Despite being a little large (though a bit less so than expected), I find the Blaze to be pretty comfortable to wear. I wear it all day and night! Just be sure to keep it clean, as per the instructions, to keep it that way.

Because of the way my wrist is shaped, I find it much more comfortable to wear on the inner side of my wrist instead of on top of my wrist. Fitbit recommends the top of the wrist for accurate heart rate monitoring, but it doesn’t seem wearing it this way is a problem (though results may vary from person to person).

Customization & Accessories

Currently, the Blaze offers 4 different clock faces:

  • Original: Displays an analog clock with your steps progress around the circle, and your current heart rate at the bottom. Tap to toggle between heart rate, mileage, calories burned, floors climbed, steps, and date.
    fitbit_faces_original
  • Pop: Displays the time in large fat numbers at the bottom, and your progress to your steps/calorie goals at the top. The heart in the top-middle animates while it’s picking up a heartbeat. Tapping changes the full screen between time, steps, heart rate, and calories burned.
    fitbit_faces_pop
  • Zone: Displays the time in large numbers and heart rate in small numbers. Tapping changes between date and heart rate. The screen’s background will change color based on heart rate.
    fitbit_faces_zone
  • Flare: Displays the time and date. Dots appear around the screen for each minute of the hour so far, which will flare out in a line with more/bigger dots depending on your activity that minute. I currently use this face, because it’s pretty…though not as much when you’re sitting in a desk at work. 🙂
    fitbit_faces_flare

The Blaze comes standard with one wristband in black, blue, or purple. You can buy replacement standard bands (without frame) for about $30. These standard wristbands are made of an elastomer material, which is a kind of flexible, almost rubbery material (apparently latex-free, for those with sensitivities).
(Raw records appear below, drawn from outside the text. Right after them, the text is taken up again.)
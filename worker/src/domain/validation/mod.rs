//! Business-rule validation for decoded commands.
//!
//! Validation is pure: it reads a [`Command`] and the current time and
//! returns every violated rule in field order. A field that is empty only
//! reports `"<Field> is required"`; the format and length checks that depend
//! on it are skipped.

mod kwek;
mod rules;
mod user;

use std::fmt;

use chrono::{DateTime, Utc};
use thiserror::Error;

use super::Command;

/// Maximum kwek text length in characters.
pub const KWEK_TEXT_MAX: usize = 256;
/// Required GUID length in characters.
pub const GUID_LENGTH: usize = 36;
/// Minimum username length in characters.
pub const USERNAME_MIN: usize = 3;
/// Maximum username length in characters.
pub const USERNAME_MAX: usize = 15;
/// Maximum display name length in characters.
pub const DISPLAY_NAME_MAX: usize = 30;
/// Maximum avatar URL length in characters.
pub const AVATAR_URL_MAX: usize = 256;
/// Required avatar URL scheme prefix.
pub const AVATAR_URL_PREFIX: &str = "https://";
/// Oldest accepted timestamp, in days before now.
pub const MAX_AGE_DAYS: i64 = 30;

/// Command field named in validation messages.
#[derive(Debug, Clone, Copy, PartialEq, Eq)]
pub enum Field {
    /// Kwek GUID.
    KwekGuid,
    /// Kwek body.
    Text,
    /// External user identifier.
    UserId,
    /// Kwek post time.
    PostedAt,
    /// Edit time.
    UpdatedAt,
    /// Account creation time.
    CreatedAt,
    /// User handle.
    Username,
    /// Contact address.
    Email,
    /// Human readable name.
    DisplayName,
    /// Avatar image URL.
    AvatarUrl,
}

impl Field {
    /// Name used in messages.
    pub const fn as_str(self) -> &'static str {
        match self {
            Self::KwekGuid => "KwekGuid",
            Self::Text => "Text",
            Self::UserId => "UserId",
            Self::PostedAt => "PostedAt",
            Self::UpdatedAt => "UpdatedAt",
            Self::CreatedAt => "CreatedAt",
            Self::Username => "Username",
            Self::Email => "Email",
            Self::DisplayName => "DisplayName",
            Self::AvatarUrl => "AvatarUrl",
        }
    }
}

impl fmt::Display for Field {
    fn fmt(&self, f: &mut fmt::Formatter<'_>) -> fmt::Result {
        f.write_str(self.as_str())
    }
}

/// A single violated rule.
#[derive(Debug, Clone, PartialEq, Eq, Error)]
pub enum ValidationError {
    /// Field is empty or absent.
    #[error("{field} is required")]
    Required { field: Field },
    /// Field is not a 36-character GUID.
    #[error("{field} must be a valid GUID")]
    InvalidGuid { field: Field },
    /// Field is shorter than allowed.
    #[error("{field} must be at least {min} characters")]
    TooShort { field: Field, min: usize },
    /// Field is longer than allowed.
    #[error("{field} must be less than {max} characters")]
    TooLong { field: Field, max: usize },
    /// Field does not parse as an email address.
    #[error("{field} is not valid")]
    InvalidEmail { field: Field },
    /// Field does not start with the required prefix.
    #[error("{field} must start with {prefix}")]
    MissingPrefix { field: Field, prefix: &'static str },
    /// Timestamp lies after now.
    #[error("{field} cannot be in the future")]
    InFuture { field: Field },
    /// Timestamp lies too far before now.
    #[error("{field} cannot be more than {days} days ago")]
    TooOld { field: Field, days: i64 },
}

impl ValidationError {
    /// The field this error refers to.
    pub fn field(&self) -> Field {
        match self {
            Self::Required { field }
            | Self::InvalidGuid { field }
            | Self::TooShort { field, .. }
            | Self::TooLong { field, .. }
            | Self::InvalidEmail { field }
            | Self::MissingPrefix { field, .. }
            | Self::InFuture { field }
            | Self::TooOld { field, .. } => *field,
        }
    }
}

/// Outcome of validating one command.
#[derive(Debug, Clone, PartialEq, Eq, Default)]
pub struct ValidationResult {
    errors: Vec<ValidationError>,
}

impl ValidationResult {
    /// True when no rule was violated.
    pub fn is_valid(&self) -> bool {
        self.errors.is_empty()
    }

    /// Violated rules in the order they were checked.
    pub fn errors(&self) -> &[ValidationError] {
        &self.errors
    }

    /// Violated rules rendered as messages.
    pub fn messages(&self) -> Vec<String> {
        self.errors.iter().map(ToString::to_string).collect()
    }

    pub(crate) fn push(&mut self, error: ValidationError) {
        self.errors.push(error);
    }
}

/// Validate `command` against the business rules as of `now`.
///
/// # Examples
/// ```
/// use chrono::Utc;
/// use kwekker_worker::domain::{Command, DeleteKwek, validate};
///
/// let command = Command::DeleteKwek(DeleteKwek { kwek_guid: String::new() });
/// let result = validate(&command, Utc::now());
/// assert!(!result.is_valid());
/// assert_eq!(result.messages(), ["KwekGuid is required"]);
/// ```
pub fn validate(command: &Command, now: DateTime<Utc>) -> ValidationResult {
    match command {
        Command::CreateKwek(kwek) => kwek::validate_create(kwek, now),
        Command::UpdateKwek(kwek) => kwek::validate_update(kwek, now),
        Command::DeleteKwek(kwek) => kwek::validate_delete(kwek),
        Command::CreateUser(user) => user::validate_create(user, now),
        Command::UpdateUser(user) => user::validate_update(user, now),
        Command::DeleteUser(user) => user::validate_delete(user),
    }
}
//! Rules for kwek commands.

use chrono::{DateTime, Utc};

use super::rules;
use super::{Field, KWEK_TEXT_MAX, ValidationResult};
use crate::domain::{CreateKwek, DeleteKwek, UpdateKwek};

pub(super) fn validate_create(kwek: &CreateKwek, now: DateTime<Utc>) -> ValidationResult {
    let mut result = ValidationResult::default();
    rules::guid(&kwek.kwek_guid, Field::KwekGuid, &mut result);
    rules::max_length(&kwek.text, KWEK_TEXT_MAX, Field::Text, &mut result);
    rules::require(&kwek.user_id, Field::UserId, &mut result);
    rules::timestamp(kwek.posted_at, now, Field::PostedAt, &mut result);
    result
}

pub(super) fn validate_update(kwek: &UpdateKwek, now: DateTime<Utc>) -> ValidationResult {
    let mut result = ValidationResult::default();
    rules::guid(&kwek.kwek_guid, Field::KwekGuid, &mut result);
    rules::max_length(&kwek.text, KWEK_TEXT_MAX, Field::Text, &mut result);
    rules::timestamp(kwek.updated_at, now, Field::UpdatedAt, &mut result);
    result
}

pub(super) fn validate_delete(kwek: &DeleteKwek) -> ValidationResult {
    let mut result = ValidationResult::default();
    rules::guid(&kwek.kwek_guid, Field::KwekGuid, &mut result);
    result
}
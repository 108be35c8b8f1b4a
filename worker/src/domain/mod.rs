//! Domain model and pipeline core.
//!
//! Purpose: hold the transport-free parts of the worker. Commands, the
//! routing table, validation rules, retry policy, and the ingest pipeline
//! live here and talk to the outside world only through [`ports`].
//!
//! Public surface:
//! - Command (alias to `command::Command`) and its six payload structs.
//! - ROUTING_TABLE / TopologyPlan: queues, exchanges, and bindings.
//! - validate / ValidationResult: pure business-rule checks.
//! - RetryPolicy / retry_with_policy: bounded connection retries.

mod command;
pub mod ingest;
pub mod ports;
pub mod retry;
mod routing;
pub mod validation;

pub use self::command::{
    Command, CommandKind, CreateKwek, CreateUser, DeleteKwek, DeleteUser, UpdateKwek, UpdateUser,
    UserChanges,
};
pub use self::retry::{RetryExhausted, RetryPolicy, RetrySleeper, TokioSleeper, retry_with_policy};
pub use self::routing::{
    KWEK_EXCHANGE, QueueBinding, ROUTING_TABLE, TopologyPlan, USER_EXCHANGE, binding_for_kind,
};
pub use self::validation::{Field, ValidationError, ValidationResult, validate};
On the more expensive side, for $100 you can buy a black, tan, or grey leather band + frame, and for $130, a stainless steel band + frame. These seem quite pricey, but I suppose that is the world of fashion. There’s also some 3rd party bands out there (use at your own risk, I’d say). In any case, I’m just fine with my default band!

Improvements I’d love to see:

  • All Data Available on All Clock Faces: The Flare clock face doesn’t do anything when you tap it, and Zone only shows heart rate/date. Ideally all clock faces should be able to toggle between all the metrics. Even better? The user could select to hide certain metrics through the dashboard (for example, I’d only want to scroll between date, steps, and heart rate, while others might enjoy other metrics).
  • Remember Current Face Display on Wake: For example, on the Pop face. If you have it currently showing steps and the screen turns off, when you turn it back on it will show the main clock screen again. It would be nice if it stayed on steps!
  • More Clock Faces: I’m not that picky, but more options is always a plus!

Screen & Navigation

The screen is very nice. Vibrant, crisp, and bright. The touch is responsive, even after putting a screen protector on it (even though it has Gorilla Glass, it felt necessary as a wearable). It has 4 brightness modes: Dim, Normal, Max, and Auto.

There are 3 options to wake the screen. The first, and my preferred option, is to press any button. You can also double tap the screen, which I’ve found isn’t always reliable. If you have the Quick View option turned on, you can lift your wrist like you’re looking at a watch (not an option for me, as I wear it inside my wrist).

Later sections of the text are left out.